Self-driving means self-sufficiency. That means supplying your own food, water and supplies. Our rental didn’t come with sleeping bags. We could rent one for $5 per day. For two bags and six days, that adds up to $60. We bought a couple local made blankets for less than $15 and donated them afterward. Our vehicle came with most of the necessary camping equipment, a canister of LP gas, cookware, table and chairs, and the optional electric cooler. We had to provision the food and water for 6 days, and the best place to do that is in Arusha before driving to the park.

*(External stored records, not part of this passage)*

use std::fmt;

/// Resolved type of an expression or a declared name.
#[derive(Debug, Clone, Copy, PartialEq, Eq, Hash)]
pub enum Type {
    Int32,
    Float64,
    Str,
    /// A name that is not bound in the scope it was looked up in.
    Undetermined,
}

impl Type {
    pub fn is_numeric(self) -> bool {
        matches!(self, Type::Int32 | Type::Float64)
    }

    pub fn is_resolved(self) -> bool {
        !matches!(self, Type::Undetermined)
    }
}

impl fmt::Display for Type {
    fn fmt(&self, f: &mut fmt::Formatter<'_>) -> fmt::Result {
        let name = match self {
            Type::Int32 => "int",
            Type::Float64 => "double",
            Type::Str => "string",
            Type::Undetermined => "undetermined",
        };
        f.write_str(name)
    }
}

/// Implicit numeric promotion: `Float64` wins over `Int32`.
pub fn common_numeric_type(left: Type, right: Type) -> Option<Type> {
    match (left, right) {
        (Type::Int32, Type::Int32) => Some(Type::Int32),
        (Type::Float64, Type::Int32 | Type::Float64) | (Type::Int32, Type::Float64) => {
            Some(Type::Float64)
        }
        _ => None,
    }
}

/// Length of a concatenation: the left terminator is dropped.
pub fn concat_length(left: usize, right: usize) -> usize {
    left.saturating_sub(1) + right
}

Nakumat in Arusha as you leave town toward Ngorongoro has just about everything you’ll need as far as food and supplies go. Buy food that you know how to prepare. Be aware that the quality of many things, such as beef, aren’t the same as in your country. Don’t try to make anything too complicated. Stick to simple recipes as you’ll find you won’t really have enough time. Be aware of food storage. Fragile items need to be protected from all the bumping and shaking they’ll encounter. Take extra care of plastic bottled or canned items. Anything that rubs against something else will get damaged and could develop a leak. Eggs should be kept in the original packaging and wrapped in plastic bags for protection. Be sure to have the necessary items for dish washing and leftover food storage. Get plenty of paper towels and garbage bags. You’ll need them. Here’s a list of a few other things you’ll need
- Water, in 1.5 liter bottles. Get smaller bottles. We bought two large 5 liter bottles and one developed a leak in transit leaving us with just 5 liters. Buy extra, it’s cheap and you never know what might happen.
- Headlamp for cooking, where you need both hands, and other nighttime excursions. Bring extra batteries.
- Dishwashing paste and green scouring pad for the greasy dishes.
- Paper towels or a cloth rag for all the dust and mud.
- Personal wipes—if you’re not into cold showers.
- Two small plastic dishpans for washing. Buy them in Arusha.
- Waterproof boots or Tevas for when you get stuck in mud.
- Tow cable—be sure you have one in your truck.
- High-lift jack—make sure your truck has one of these and don’t let them give you a small bottle jack. You don’t want to have to crawl under the truck to lift it up.
- Binoculars, no explanation necessary.
- Leatherman tool for when things break or need adjustment from all the constant vibration in transit.
- Bungee cords to strap things down in the truck so they don’t bounce around.
- Earplugs, because the other people in camp are extremely noisy, especially the local cooks who stay up late and start early in the morning.
- Lighter—you can get matches locally but it’s just not as convenient.
- Wind block—aluminum foil would work, but you could be like the locals and use a large wicker basket.
- Small spice packets to season food, otherwise you’ll have to buy big packages.
- Paper maps—our highly recommended GPS app for my phone was totally inadequate and didn’t have all the correct routes. When in doubt, ask a local guide or driver.
- Camp towel, for when you need a shower after mucking around in the mud.
- Light sleeping bag. It actually gets cold at night.
- International Driver’s License. When you get stopped the police may ask to see it.
- A few polite Swahili phrases—hello, how are you?, thank-you, etc.—go a long way to helping the locals warm up to you, especially the police officer who just stopped you.
Don’t be afraid to ask for help. The local guides and drivers are usually very friendly and helpful. Just be sure to pay the kindness forward.